City weighing business loan fund
By News-Argus Staff
Published in News on October 25, 2015 1:50 AM
A proposal to give small loans to downtown businesses adversely affected by Streetscape was deferred for discussion by the Goldsboro City Council on Monday night until a later date.
The idea was brought up at the council's work session.
The program is called the Business Incentive Loan. City Manager Scott Stevens brought up the idea, which was first mentioned during a September meeting between city officials and downtown merchants.
"We didn't make that as a strong recommendation either way. It was just one of those things for the business community to say we've at least put that out there for the council to consider," Stevens said.
Stevens said the city cannot simply give the businesses money in the form of a direct loan to make up for lost profits, but that it can begin a Business Incentive Loan that is tied in with the existing Business Incentive Grant, since the latter is considered an economic development incentive.
"I did have a meeting called with Mayor Pro-Tem (Chuck) Allen and a number of business owners downtown who were concerned with the impact Center Street has had on their business," Stevens said. "One of the things they said would help is if we could loan them money. The answer is you cannot do a direct loan where you just loan them money because we're not a bank. But you can do a business incentive grant/loan."
The Downtown Goldsboro Development Corp. already has a business incentive grant program, in which businesses that have been open for six months or less are eligible to receive $400 per month for one year, but this loan program would be separate from that.
"The loan side came from our meeting with the merchants, where they felt like there ought to be money to help them for whatever purpose while the construction has gone on," Stevens said. "I think it's just a matter of the council trying to consider whether or not there's a way to do it."
The proposal presented Monday night was to determine whether or not council members were in support of setting aside money for the loan program, although there are very few specifics about how the money would be disbursed, where it would come from, and what the criteria would be to obtain it.

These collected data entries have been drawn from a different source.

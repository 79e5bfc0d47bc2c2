use std::time::Duration;

use async_trait::async_trait;
use polyjudge_core::{Judge0Config, Language, PollingConfig};
use serde::{Deserialize, Serialize};
use tracing::{debug, instrument, warn};

use crate::execution::{ExecutionBackend, ExecutionError, ExecutionOutcome, Result};

#[derive(Debug, Serialize)]
struct SubmissionRequest<'a> {
    source_code: &'a str,
    language_id: u32,
    stdin: &'a str,
}

#[derive(Debug, Deserialize)]
struct SubmissionToken {
    token: String,
}

/// Client for a Judge0 instance: submit once, then poll with capped
/// exponential backoff until the submission leaves the queue
#[derive(Debug, Clone)]
pub struct Judge0Client {
    config: Judge0Config,
    polling: PollingConfig,
    client: reqwest::Client,
}

impl Judge0Client {
    pub fn new(config: Judge0Config, polling: PollingConfig) -> Self {
        Self {
            config,
            polling,
            client: reqwest::Client::new(),
        }
    }

    fn base_url(&self) -> &str {
        self.config.base_url.trim_end_matches('/')
    }

    fn authorize(&self, request: reqwest::RequestBuilder) -> reqwest::RequestBuilder {
        let Some(key) = self.config.api_key.as_deref() else {
            return request;
        };
        match self.config.rapidapi_host.as_deref() {
            Some(host) => request
                .header("X-RapidAPI-Key", key)
                .header("X-RapidAPI-Host", host),
            None => request.header("X-Auth-Token", key),
        }
    }

    async fn check(resp: reqwest::Response) -> Result<reqwest::Response> {
        if resp.status().is_success() {
            return Ok(resp);
        }
        let status = resp.status().as_u16();
        let body = resp.text().await.unwrap_or_default();
        Err(ExecutionError::Api { status, body })
    }

    #[instrument(skip(self, source, stdin), fields(language = %language))]
    pub async fn create_submission(&self, language: Language, source: &str, stdin: &str) -> Result<String> {
        let url = format!("{}/submissions?base64_encoded=false&wait=false", self.base_url());
        let request = SubmissionRequest {
            source_code: source,
            language_id: language.judge0_id(),
            stdin,
        };

        let resp = self.authorize(self.client.post(&url)).json(&request).send().await?;
        let created: SubmissionToken = Self::check(resp).await?.json().await?;

        debug!(token = %created.token, "Submission created");
        Ok(created.token)
    }

    pub async fn fetch_submission(&self, token: &str) -> Result<ExecutionOutcome> {
        let url = format!("{}/submissions/{}?base64_encoded=false", self.base_url(), token);
        let resp = self.authorize(self.client.get(&url)).send().await?;
        Ok(Self::check(resp).await?.json().await?)
    }

    /// Poll until a terminal status or the attempt budget runs out
    #[instrument(skip(self))]
    pub async fn wait_for_result(&self, token: &str) -> Result<ExecutionOutcome> {
        for attempt in 0..self.polling.max_attempts {
            tokio::time::sleep(Duration::from_millis(self.polling.delay_for(attempt))).await;

            let outcome = self.fetch_submission(token).await?;
            if outcome.is_terminal() {
                debug!(attempt, status = ?outcome.status, "Submission finished");
                return Ok(outcome);
            }
        }

        warn!(
            token,
            attempts = self.polling.max_attempts,
            "Submission still pending, giving up"
        );
        Err(ExecutionError::Timeout {
            token: token.to_string(),
            attempts: self.polling.max_attempts,
        })
    }
}

#[async_trait]
impl ExecutionBackend for Judge0Client {
    async fn submit(&self, language: Language, source: &str, stdin: &str) -> Result<ExecutionOutcome> {
        let token = self.create_submission(language, source, stdin).await?;
        self.wait_for_result(&token).await
    }
}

"We could mirror off our business incentive grant program where you have a loan and set it up to receive the amount of some number, whether it's $2,000 to $4,000, and it's paid back over a fairly short period of time," Stevens said. "It wouldn't be everyone It would be relatively new businesses, whether that's the last three years open, the last five years open or beyond that."
Allen said he had discussed the program with Stevens and recommended several ways to disburse the money.
"Maybe you could do 10 $2,000 loans, or seven $3,000 loans, or whatever we wanted to do, out of the Municipal Service (District) money and let them pay it back at no interest or very low interest over a course of something like two years," Allen said.
The Municipal Service District tax that Allen said could be used to fund the program comes from taxpayer funds collected from citizens in the district.
The tax itself is 23.5 cents on every $100.
Yet Stevens said the city has not officially determined whether or not they would use the MSD funds or find the money elsewhere in the city's budget.
But this proposal is directly contradictory to what the city has said in the past about providing funds for offsetting the costs incurred by businesses because of Streetscape.
In a story that appeared in the News-Argus on Dec. 28, 2014, Stevens said it was not the city's burden to offset the profit loss of businesses downtown during Streetscape.
"Some people might argue that we should make up the difference in lost sales, but we don't do that," Stevens said at the time. "I don't think we have a legal responsibility to do that. The other side of that argument is that when businesses begin profiting from improvements made by Streetscape, they should share a portion of their profits with us, but that's not going to happen either."
Stevens said while he had not necessarily changed his mind about giving the businesses loans to recoup some lost profits, the decision would ultimately be left up to the City Council.
Giving a downtown business money does not come without risks, he noted.
"You might loan to somebody who goes out of business, and you would have no collateral, I don't think, with which to claim it, but the hope would be to help them through this next cycle where they've been down in revenue, and try to buoy them up so they'll be here," Stevens said. "You can make the criteria, I guess, as strong or as weak as you want it in terms of what it was."
Stevens told the council that even though there would be no collateral to collect if a business defaulted on the loan, he felt that most businesses could easily pay the loan back.
The council almost unanimously agreed that they needed more time to think over the proposal and deferred any action on the matter.
"My thinking here is, you know, the people on Berkeley Boulevard are going to be inconvenienced and are going to lose some business because a lot of people aren't going down Berkeley Boulevard like they used to," said District 6 council member Gene Aycock, in reference to the current widening project there. "Especially in the last two weeks, it's been a nightmare. They're closing one lane so you have to have flag men on both sides, you sit in long lines and everything else. I'm like (District 3 council member) Mr. (William) Goodman on that -- if I had to vote today I'd say no."
Council members Michael Headen, Charles Williams, William Goodman and Bill Broadaway all agreed that more time was needed to think about the proposal before the council took any action.
Allen said if the council were going to create such a program, they need to do it in the next council meeting on Nov. 2 at the latest or else it would not be worth doing since Streetscape would be finished by then.